Thermal performance of a silicon-interposer with embedded fluid channels enabling dual-side heat removal
Abstract
Future high-power chip stacks with several hundred Watts of power dissipation rely on novel cooling topologies. In this paper, we are introducing dual-side convective cooling considering a lid-integral silicon cold plate in combination with an interposer with embedded fluid cavity. The cavity in the interposer is established by two back-to-back bonded interposer shells with integrated fluid channels. This approach allows the implementation of a cavity height of 240 μm at a through-silicon-via pitch of 225 μm. Interposer test vehicles are fabricated to explore the heat removal capability of three different cavity designs; Channel 2-Port, Pin-Fin 2-Port and Channel 4-Port.
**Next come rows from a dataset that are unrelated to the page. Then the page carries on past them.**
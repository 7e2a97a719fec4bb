//! Hex colour literal parsing.
//!
//! Accepts `#RRGGBB` or `RRGGBB`, case-insensitive. Surrounding whitespace is
//! ignored.

use crate::error::{HuesError, Result};
use crate::types::Colour;

/// Parse a 6-digit hex colour literal.
pub fn parse_hex(s: &str) -> Result<Colour> {
    let s = s.trim();
    let hex = s.strip_prefix('#').unwrap_or(s);

    if hex.len() != 6 {
        return Err(HuesError::Format {
            message: format!("Invalid hex colour: {:?}", s),
            help: Some("Hex colours must be exactly 6 digits, e.g. #FF8000".to_string()),
        });
    }

    // from_str_radix tolerates a leading '+', so validate digits first
    if let Some(bad) = hex.chars().find(|c| !c.is_ascii_hexdigit()) {
        return Err(HuesError::Format {
            message: format!("Invalid hex digit {:?} in {:?}", bad, s),
            help: None,
        });
    }

    let r = parse_hex_byte(&hex[0..2])?;
    let g = parse_hex_byte(&hex[2..4])?;
    let b = parse_hex_byte(&hex[4..6])?;
    Ok(Colour::rgb(r, g, b))
}

/// Parse a two-character hex byte.
fn parse_hex_byte(s: &str) -> Result<u8> {
    u8::from_str_radix(s, 16).map_err(|_| HuesError::Format {
        message: format!("Invalid hex byte: {}", s),
        help: None,
    })
}
//! The palette quality metrics.
//!
//! Each metric is a pure function over a colour slice. Pairwise metrics visit
//! every unordered pair exactly once and return 1.0 when there are fewer than
//! two colours.

use crate::types::Colour;

use super::harmony::pair_score;

/// Largest possible RGB distance, `sqrt(3 * 255^2)`.
pub const MAX_RGB_DISTANCE: f64 = 441.67;

/// Hues at or below this, or at or above [`COOL_LIMIT`], count as warm.
pub const WARM_LIMIT: f64 = 1.0 / 6.0;
pub const COOL_LIMIT: f64 = 5.0 / 6.0;

/// Every unordered pair `(colours[i], colours[j])` with `i < j`.
fn pairs(colours: &[Colour]) -> impl Iterator<Item = (Colour, Colour)> + '_ {
    colours
        .iter()
        .enumerate()
        .flat_map(move |(i, &a)| colours[i + 1..].iter().map(move |&b| (a, b)))
}

/// Mean of the pair values, or 1.0 when there are no pairs.
fn pairwise_mean(colours: &[Colour], score: impl Fn(Colour, Colour) -> f64) -> f64 {
    if colours.len() < 2 {
        return 1.0;
    }
    mean(pairs(colours).map(|(a, b)| score(a, b)))
}

fn mean(values: impl Iterator<Item = f64>) -> f64 {
    let (sum, count) = values.fold((0.0, 0usize), |(sum, count), v| (sum + v, count + 1));
    sum / count as f64
}

/// Mean absolute luminance difference over all pairs, normalised by 255.
pub fn contrast(colours: &[Colour]) -> f64 {
    pairwise_mean(colours, |a, b| (a.luminance() - b.luminance()).abs() / 255.0)
}

/// One minus the mean pairwise similarity, where similarity is
/// `1 - distance / MAX_RGB_DISTANCE`.
pub fn uniqueness(colours: &[Colour]) -> f64 {
    if colours.len() < 2 {
        return 1.0;
    }
    1.0 - pairwise_mean(colours, |a, b| 1.0 - a.distance(b) / MAX_RGB_DISTANCE)
}

/// Mean harmony of every pair of hues.
pub fn harmony(colours: &[Colour]) -> f64 {
    let hues: Vec<f64> = colours.iter().map(|c| c.hsl().h).collect();
    if hues.len() < 2 {
        return 1.0;
    }
    let scores = hues
        .iter()
        .enumerate()
        .flat_map(|(i, &h1)| hues[i + 1..].iter().map(move |&h2| pair_score(h1, h2)));
    mean(scores)
}

/// Population standard deviation of saturation.
pub fn saturation_variation(colours: &[Colour]) -> f64 {
    if colours.len() < 2 {
        return 1.0;
    }
    let saturations: Vec<f64> = colours.iter().map(|c| c.hsl().s).collect();
    let avg = mean(saturations.iter().copied());
    let variance = mean(saturations.iter().map(|s| (s - avg).powi(2)));
    variance.sqrt()
}

/// Whether a hue sits in the red-orange-magenta end of the wheel.
pub fn is_warm(hue: f64) -> bool {
    hue <= WARM_LIMIT || hue >= COOL_LIMIT
}

/// `1 - |warm - cool| / total`: 1.0 for an even split, 0.0 for all one kind.
pub fn temperature_variation(colours: &[Colour]) -> f64 {
    if colours.len() < 2 {
        return 1.0;
    }
    let total = colours.len();
    let warm = colours.iter().filter(|c| is_warm(c.hsl().h)).count();
    let cool = total - warm;
    1.0 - warm.abs_diff(cool) as f64 / total as f64
}

/// Mean lightness. Defined for a single colour too.
pub fn brightness(colours: &[Colour]) -> f64 {
    if colours.is_empty() {
        return 0.0;
    }
    mean(colours.iter().map(|c| c.hsl().l))
}

/// `1 - 2 * |mean lightness - 0.5|`.
pub fn brightness_balance(colours: &[Colour]) -> f64 {
    if colours.len() < 2 {
        return 1.0;
    }
    1.0 - 2.0 * (brightness(colours) - 0.5).abs()
}

#[cfg(test)]
mod tests {
    use super::*;

    const RED: Colour = Colour::rgb(255, 0, 0);
    const GREEN: Colour = Colour::rgb(0, 255, 0);
    const BLUE: Colour = Colour::rgb(0, 0, 255);

    fn primaries() -> Vec<Colour> {
        vec![RED, GREEN, BLUE]
    }

    fn blues() -> Vec<Colour> {
        vec![BLUE, Colour::rgb(0, 0, 192), Colour::rgb(0, 0, 128)]
    }

    fn approx(a: f64, b: f64, tolerance: f64) -> bool {
        (a - b).abs() < tolerance
    }

    #[test]
    fn test_pairs_visits_each_once() {
        let colours = vec![RED, GREEN, BLUE, Colour::BLACK];
        assert_eq!(pairs(&colours).count(), 6);
        assert_eq!(pairs(&colours[..1]).count(), 0);
        assert!(pairs(&colours).all(|(a, b)| a != b));
    }

    #[test]
    fn test_single_colour_defaults() {
        let one = [RED];
        assert_eq!(contrast(&one), 1.0);
        assert_eq!(uniqueness(&one), 1.0);
        assert_eq!(harmony(&one), 1.0);
        assert_eq!(saturation_variation(&one), 1.0);
        assert_eq!(temperature_variation(&one), 1.0);
        assert_eq!(brightness_balance(&one), 1.0);
    }

    #[test]
    fn test_contrast() {
        let high = contrast(&primaries());
        let low = contrast(&blues());
        assert!((0.0..=1.0).contains(&high));
        assert!((0.0..=1.0).contains(&low));
        assert!(high > low);
        assert!(approx(contrast(&[Colour::BLACK, Colour::WHITE]), 1.0, 1e-9));
    }

    #[test]
    fn test_uniqueness() {
        assert!(uniqueness(&primaries()) > 0.8);
        assert!(approx(uniqueness(&[RED, RED]), 0.0, 1e-9));
        // black and white are as far apart as RGB allows
        assert!(approx(uniqueness(&[Colour::BLACK, Colour::WHITE]), 1.0, 1e-4));
    }

    #[test]
    fn test_harmony() {
        let mono = harmony(&blues());
        let triad = harmony(&primaries());
        assert!(approx(mono, 1.0, 1e-9));
        assert!(approx(triad, 0.9, 1e-9));
        assert!(mono > triad);
    }

    #[test]
    fn test_harmony_complementary_pair() {
        let cyan = Colour::rgb(0, 255, 255);
        assert!(approx(harmony(&[RED, cyan]), 0.85, 1e-9));
    }

    #[test]
    fn test_saturation_variation() {
        assert!(approx(saturation_variation(&primaries()), 0.0, 1e-9));
        // saturations 1.0 and 0.0: population std dev is 0.5
        let grey = Colour::rgb(128, 128, 128);
        assert!(approx(saturation_variation(&[RED, grey]), 0.5, 1e-9));
    }

    #[test]
    fn test_is_warm() {
        assert!(is_warm(0.0));
        assert!(is_warm(WARM_LIMIT));
        assert!(is_warm(0.9));
        assert!(!is_warm(0.5));
        assert!(!is_warm(0.2));
    }

    #[test]
    fn test_temperature_variation() {
        // red is warm, green and blue are cool
        assert!(approx(temperature_variation(&primaries()), 2.0 / 3.0, 1e-9));
        assert_eq!(temperature_variation(&blues()), 0.0);
        assert_eq!(temperature_variation(&[RED, BLUE]), 1.0);
    }

    #[test]
    fn test_brightness() {
        assert!(approx(brightness(&[Colour::WHITE]), 1.0, 0.01));
        assert!(approx(brightness(&[Colour::BLACK]), 0.0, 0.01));
        assert!(approx(brightness(&[Colour::WHITE, Colour::BLACK]), 0.5, 0.01));
    }

    #[test]
    fn test_brightness_balance() {
        assert!(approx(brightness_balance(&[Colour::WHITE, Colour::BLACK]), 1.0, 1e-9));
        assert!(approx(brightness_balance(&[Colour::WHITE, Colour::WHITE]), 0.0, 1e-9));
        assert!(approx(brightness_balance(&primaries()), 1.0, 1e-9));
    }

    #[test]
    fn test_order_does_not_matter() {
        let forward = primaries();
        let mut reversed = primaries();
        reversed.reverse();
        assert!(approx(contrast(&forward), contrast(&reversed), 1e-12));
        assert!(approx(uniqueness(&forward), uniqueness(&reversed), 1e-12));
        assert!(approx(harmony(&forward), harmony(&reversed), 1e-12));
        assert_eq!(temperature_variation(&forward), temperature_variation(&reversed));
    }
}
They are studied with respect to their thermal response on uniform and non-uniform power maps. The projected power map of a three-tier chip stack with an aggregate power dissipation of more than 600W on 4cm2 area is considered. Heat and mass transport experiments are performed. Changes from laminar to transitional flow regimes are discussed. The transition is most prominent for the pin-fin cavity, indicated by a drastic pressure drop increase above 0.15 L/min and a junction temperature drop. The 4-port design with microchannels outperformed the other designs, considering pressure drop as the relevant boundary condition. The performance difference can be large especially for non-uniform heat fluxes and needs to be studied on a case-by-case basis.